# [Collected data]
use crate::bus::{EventBus, Subscription};
use crate::config::EngineConfig;
use crate::engine::{PushOutcome, Rule, StageRegistry};
use crate::registry::RuleRegistry;
use crate::types::{BrokerEvent, RuleContext, RuleError, RuleStatus};
use std::collections::HashMap;
use std::sync::Arc;
use std::time::Duration;
use tokio::sync::mpsc::error::TrySendError;
use tokio::sync::{mpsc, RwLock};
use tokio::task::JoinHandle;
use tokio_util::sync::CancellationToken;
use tracing::{debug, error, info, warn};

/// 执行器依赖, 由引擎创建并共享给所有执行器
#[derive(Clone)]
pub(crate) struct ExecutorDeps {
    pub config: Arc<EngineConfig>,
    pub registry: Arc<dyn RuleRegistry>,
    pub bus: Arc<dyn EventBus>,
    pub stages: Arc<StageRegistry>,
}

type RuleTable = Arc<RwLock<HashMap<String, Rule>>>;

struct ExecutorWorker {
    topic: String,
    cancel: CancellationToken,
    relay: JoinHandle<()>,
    drain: JoinHandle<()>,
}

/// 单个产品的规则执行器
///
/// 所有方法只由引擎循环调用; 规则表另外加锁, 因为事件消费任务会并发读取
pub struct RuleExecutor {
    product_id: String,
    tenant_id: String,
    rules: RuleTable,
    deps: ExecutorDeps,
    worker: Option<ExecutorWorker>,
}

impl RuleExecutor {
    /// 创建执行器, 租户在创建时解析一次
    pub(crate) async fn create(product_id: &str, deps: ExecutorDeps) -> Result<Self, RuleError> {
        let product = deps.registry.get_product(product_id).await?;
        debug!(product_id, tenant_id = %product.tenant_id, "rule executor created");
        Ok(Self {
            product_id: product_id.to_string(),
            tenant_id: product.tenant_id,
            rules: Arc::new(RwLock::new(HashMap::new())),
            deps,
            worker: None,
        })
    }

    pub fn tenant_id(&self) -> &str {
        &self.tenant_id
    }

    /// 租户事件订阅是否已经建立
    pub fn is_started(&self) -> bool {
        self.worker.is_some()
    }

    /// 订阅租户事件主题并启动转发与执行任务, 重复调用无副作用
    pub async fn start(&mut self) -> Result<(), RuleError> {
        if self.worker.is_some() {
            return Ok(());
        }

        let topic = self.deps.config.event_topic(&self.tenant_id);
        let subscription = self.deps.bus.subscribe(&topic).await?;
        let (tx, rx) = mpsc::channel(self.deps.config.event_queue_capacity);
        let cancel = CancellationToken::new();

        let relay = tokio::spawn(relay_events(
            self.product_id.clone(),
            subscription,
            tx,
            cancel.clone(),
        ));
        let drain = tokio::spawn(drain_events(
            self.product_id.clone(),
            self.rules.clone(),
            rx,
            self.deps.config.rule_timeout,
            cancel.clone(),
        ));

        info!(product_id = %self.product_id, topic = %topic, "rule executor started");
        self.worker = Some(ExecutorWorker {
            topic,
            cancel,
            relay,
            drain,
        });
        Ok(())
    }

    /// 关闭订阅并等待内部任务退出, 重复调用无副作用
    pub async fn stop(&mut self) {
        let Some(worker) = self.worker.take() else {
            return;
        };
        worker.cancel.cancel();
        if let Err(e) = worker.relay.await {
            error!(product_id = %self.product_id, "event relay task failed: {}", e);
        }
        if let Err(e) = worker.drain.await {
            error!(product_id = %self.product_id, "rule worker task failed: {}", e);
        }
        info!(product_id = %self.product_id, topic = %worker.topic, "rule executor stopped");
    }

    pub async fn create_rule(&mut self, ctx: &RuleContext) -> Result<(), RuleError> {
        if self.rules.read().await.contains_key(&ctx.rule_name) {
            return Err(RuleError::Duplicate(ctx.rule_name.clone()));
        }

        let definition = self
            .deps
            .registry
            .get_rule(&ctx.product_id, &ctx.rule_name)
            .await?;
        let rule = Rule::build(definition, &self.deps.stages).await?;

        // 已持久化为 started 的规则需要事件订阅
        if rule.is_started() {
            self.start().await?;
        }
        self.rules.write().await.insert(ctx.rule_name.clone(), rule);
        info!(product_id = %self.product_id, rule_name = %ctx.rule_name, "rule created");
        Ok(())
    }

    pub async fn remove_rule(&mut self, ctx: &RuleContext) -> Result<(), RuleError> {
        self.rules
            .write()
            .await
            .remove(&ctx.rule_name)
            .ok_or_else(|| RuleError::NotFound(ctx.rule_name.clone()))?;
        info!(product_id = %self.product_id, rule_name = %ctx.rule_name, "rule removed");
        Ok(())
    }

    /// 重新加载规则定义并重建流水线
    pub async fn update_rule(&mut self, ctx: &RuleContext) -> Result<(), RuleError> {
        if !self.rules.read().await.contains_key(&ctx.rule_name) {
            return Err(RuleError::NotFound(ctx.rule_name.clone()));
        }

        let definition = self
            .deps
            .registry
            .get_rule(&ctx.product_id, &ctx.rule_name)
            .await?;
        let rule = Rule::build(definition, &self.deps.stages).await?;

        if rule.is_started() {
            self.start().await?;
        }
        self.rules.write().await.insert(ctx.rule_name.clone(), rule);
        info!(product_id = %self.product_id, rule_name = %ctx.rule_name, "rule updated");
        Ok(())
    }

    pub async fn start_rule(&mut self, ctx: &RuleContext) -> Result<(), RuleError> {
        if !self.rules.read().await.contains_key(&ctx.rule_name) {
            return Err(RuleError::NotFound(ctx.rule_name.clone()));
        }

        self.start().await?;

        let mut rules = self.rules.write().await;
        let rule = rules
            .get_mut(&ctx.rule_name)
            .ok_or_else(|| RuleError::NotFound(ctx.rule_name.clone()))?;
        rule.start();
        info!(product_id = %self.product_id, rule_name = %ctx.rule_name, "rule started");
        Ok(())
    }

    pub async fn stop_rule(&mut self, ctx: &RuleContext) -> Result<(), RuleError> {
        let mut rules = self.rules.write().await;
        let rule = rules
            .get_mut(&ctx.rule_name)
            .ok_or_else(|| RuleError::NotFound(ctx.rule_name.clone()))?;
        rule.stop();
        info!(product_id = %self.product_id, rule_name = %ctx.rule_name, "rule stopped");
        Ok(())
    }

    pub async fn rule_count(&self) -> usize {
        self.rules.read().await.len()
    }

    /// 规则名称与状态, 按名称排序
    pub async fn snapshot(&self) -> Vec<(String, RuleStatus)> {
        let mut rules: Vec<_> = self
            .rules
            .read()
            .await
            .values()
            .map(|r| (r.name().to_string(), r.status()))
            .collect();
        rules.sort_by(|a, b| a.0.cmp(&b.0));
        rules
    }
}

/// 订阅转发: 只负责入队, 队列满时丢弃事件
async fn relay_events(
    product_id: String,
    mut subscription: Subscription,
    queue: mpsc::Sender<BrokerEvent>,
    cancel: CancellationToken,
) {
    loop {
        let payload = tokio::select! {
            _ = cancel.cancelled() => break,
            payload = subscription.recv() => match payload {
                Some(payload) => payload,
                None => {
                    warn!(product_id = %product_id, topic = subscription.topic(), "event subscription closed");
                    break;
                }
            },
        };

        let event = match BrokerEvent::decode(&payload) {
            Ok(event) => event,
            Err(e) => {
                warn!(product_id = %product_id, "malformed broker event: {}", e);
                continue;
            }
        };
        // 同一租户主题上可能有其他产品的事件
        if event.product_id != product_id || !event.is_publish() {
            continue;
        }

        match queue.try_send(event) {
            Ok(()) => {}
            Err(TrySendError::Full(event)) => {
                warn!(
                    product_id = %product_id,
                    topic = %event.topic,
                    "event queue full, dropping event"
                );
            }
            Err(TrySendError::Closed(_)) => break,
        }
    }
}

/// 执行任务: 对每个事件依次执行所有已启动的规则, 单条规则的错误只记录日志
async fn drain_events(
    product_id: String,
    rules: RuleTable,
    mut queue: mpsc::Receiver<BrokerEvent>,
    rule_timeout: Option<Duration>,
    cancel: CancellationToken,
) {
    loop {
        let event = tokio::select! {
            _ = cancel.cancelled() => break,
            event = queue.recv() => match event {
                Some(event) => event,
                None => break,
            },
        };

        // 不持锁执行流水线
        let started: Vec<Rule> = rules
            .read()
            .await
            .values()
            .filter(|r| r.is_started())
            .cloned()
            .collect();

        for rule in started {
            let result = match rule_timeout {
                Some(limit) => tokio::time::timeout(limit, rule.handle(&event))
                    .await
                    .unwrap_or_else(|_| Err(RuleError::Timeout(rule.name().to_string()))),
                None => rule.handle(&event).await,
            };
            match result {
                Ok(PushOutcome::NoData) => {}
                Ok(PushOutcome::Loaded(n)) => {
                    debug!(product_id = %product_id, rule_name = rule.name(), loaders = n, "event processed");
                }
                Err(e) => {
                    warn!(
                        product_id = %product_id,
                        rule_name = rule.name(),
                        topic = %event.topic,
                        "rule execution failed: {}",
                        e
                    );
                }
            }
        }
    }
}

#[cfg(test)]
mod tests {
    use super::*;
    use crate::bus::InMemoryBus;
    use crate::registry::InMemoryRegistry;
    use crate::types::{DataProcess, DataTarget, Product, RuleAction, RuleDefinition};

    async fn deps(bus: InMemoryBus, registry: InMemoryRegistry) -> ExecutorDeps {
        let bus: Arc<dyn EventBus> = Arc::new(bus);
        ExecutorDeps {
            config: Arc::new(EngineConfig::default()),
            registry: Arc::new(registry),
            stages: Arc::new(StageRegistry::with_builtin(bus.clone())),
            bus,
        }
    }

    async fn seeded_registry() -> InMemoryRegistry {
        let registry = InMemoryRegistry::new();
        registry.put_product(Product::new("p1", "tenant-a")).await.unwrap();
        registry
            .put_rule(RuleDefinition::new(
                "p1",
                "r1",
                DataProcess::new("t", "", &[]),
                DataTarget::topic("out"),
            ))
            .await
            .unwrap();
        registry
    }

    fn ctx(rule: &str, action: RuleAction) -> RuleContext {
        RuleContext::new("p1", rule, action)
    }

    #[tokio::test]
    async fn unknown_product_cannot_create_executor() {
        let deps = deps(InMemoryBus::new(), InMemoryRegistry::new()).await;
        assert!(matches!(
            RuleExecutor::create("missing", deps).await,
            Err(RuleError::ProductNotFound(_))
        ));
    }

    #[tokio::test]
    async fn subscription_starts_on_first_rule_start() {
        let bus = InMemoryBus::new();
        let deps = deps(bus.clone(), seeded_registry().await).await;
        let mut executor = RuleExecutor::create("p1", deps).await.unwrap();
        assert_eq!(executor.tenant_id(), "tenant-a");

        executor.create_rule(&ctx("r1", RuleAction::Create)).await.unwrap();
        assert!(!executor.is_started());
        assert_eq!(bus.subscriber_count("broker-event-tenant-a").await, 0);

        executor.start_rule(&ctx("r1", RuleAction::Start)).await.unwrap();
        executor.start_rule(&ctx("r1", RuleAction::Start)).await.unwrap();
        assert!(executor.is_started());
        assert_eq!(bus.subscriber_count("broker-event-tenant-a").await, 1);

        executor.stop().await;
        executor.stop().await;
        assert!(!executor.is_started());
        assert_eq!(bus.subscriber_count("broker-event-tenant-a").await, 0);
    }

    #[tokio::test]
    async fn full_queue_drops_events_without_blocking_relay() {
        let bus = InMemoryBus::new();
        let subscription = bus.subscribe("broker-event-tenant-a").await.unwrap();
        let (tx, mut rx) = mpsc::channel(1);
        let cancel = CancellationToken::new();
        let relay = tokio::spawn(relay_events("p1".to_string(), subscription, tx, cancel.clone()));

        for n in 0..3 {
            let payload = format!(r#"{{"n":{}}}"#, n);
            let event = BrokerEvent::publish("dev-1", "p1", "t", payload.as_bytes());
            bus.publish("broker-event-tenant-a", event.encode().unwrap())
                .await
                .unwrap();
        }
        tokio::time::sleep(Duration::from_millis(100)).await;

        // 队列满时转发任务仍能响应取消
        cancel.cancel();
        tokio::time::timeout(Duration::from_secs(1), relay)
            .await
            .expect("relay task blocked on a full queue")
            .unwrap();

        let first = rx.recv().await.unwrap();
        assert_eq!(first.payload, br#"{"n":0}"#.to_vec());
        assert!(rx.recv().await.is_none());
    }

    #[tokio::test]
    async fn rule_table_operations() {
        let deps = deps(InMemoryBus::new(), seeded_registry().await).await;
        let mut executor = RuleExecutor::create("p1", deps).await.unwrap();

        executor.create_rule(&ctx("r1", RuleAction::Create)).await.unwrap();
        assert!(matches!(
            executor.create_rule(&ctx("r1", RuleAction::Create)).await,
            Err(RuleError::Duplicate(_))
        ));
        assert_eq!(executor.rule_count().await, 1);

        let err = executor.start_rule(&ctx("nope", RuleAction::Start)).await.unwrap_err();
        assert_eq!(err.to_string(), "rule 'nope' doesn't exist");
        assert!(!executor.is_started());

        executor.update_rule(&ctx("r1", RuleAction::Update)).await.unwrap();
        executor.stop_rule(&ctx("r1", RuleAction::Stop)).await.unwrap();
        assert_eq!(executor.snapshot().await, vec![("r1".to_string(), RuleStatus::Idle)]);

        executor.remove_rule(&ctx("r1", RuleAction::Remove)).await.unwrap();
        assert!(matches!(
            executor.remove_rule(&ctx("r1", RuleAction::Remove)).await,
            Err(RuleError::NotFound(_))
        ));
        assert!(matches!(
            executor.update_rule(&ctx("r1", RuleAction::Update)).await,
            Err(RuleError::NotFound(_))
        ));
        assert_eq!(executor.rule_count().await, 0);
    }
}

# [What to work on]
Precisely reproduce the lines of the entries, beginning at the first and ending at the one containing "use std::sync::Arc;". Add nothing.

# [Written solution]
use crate::bus::{EventBus, Subscription};
use crate::config::EngineConfig;
use crate::engine::{PushOutcome, Rule, StageRegistry};
use crate::registry::RuleRegistry;
use crate::types::{BrokerEvent, RuleContext, RuleError, RuleStatus};
use std::collections::HashMap;
use std::sync::Arc;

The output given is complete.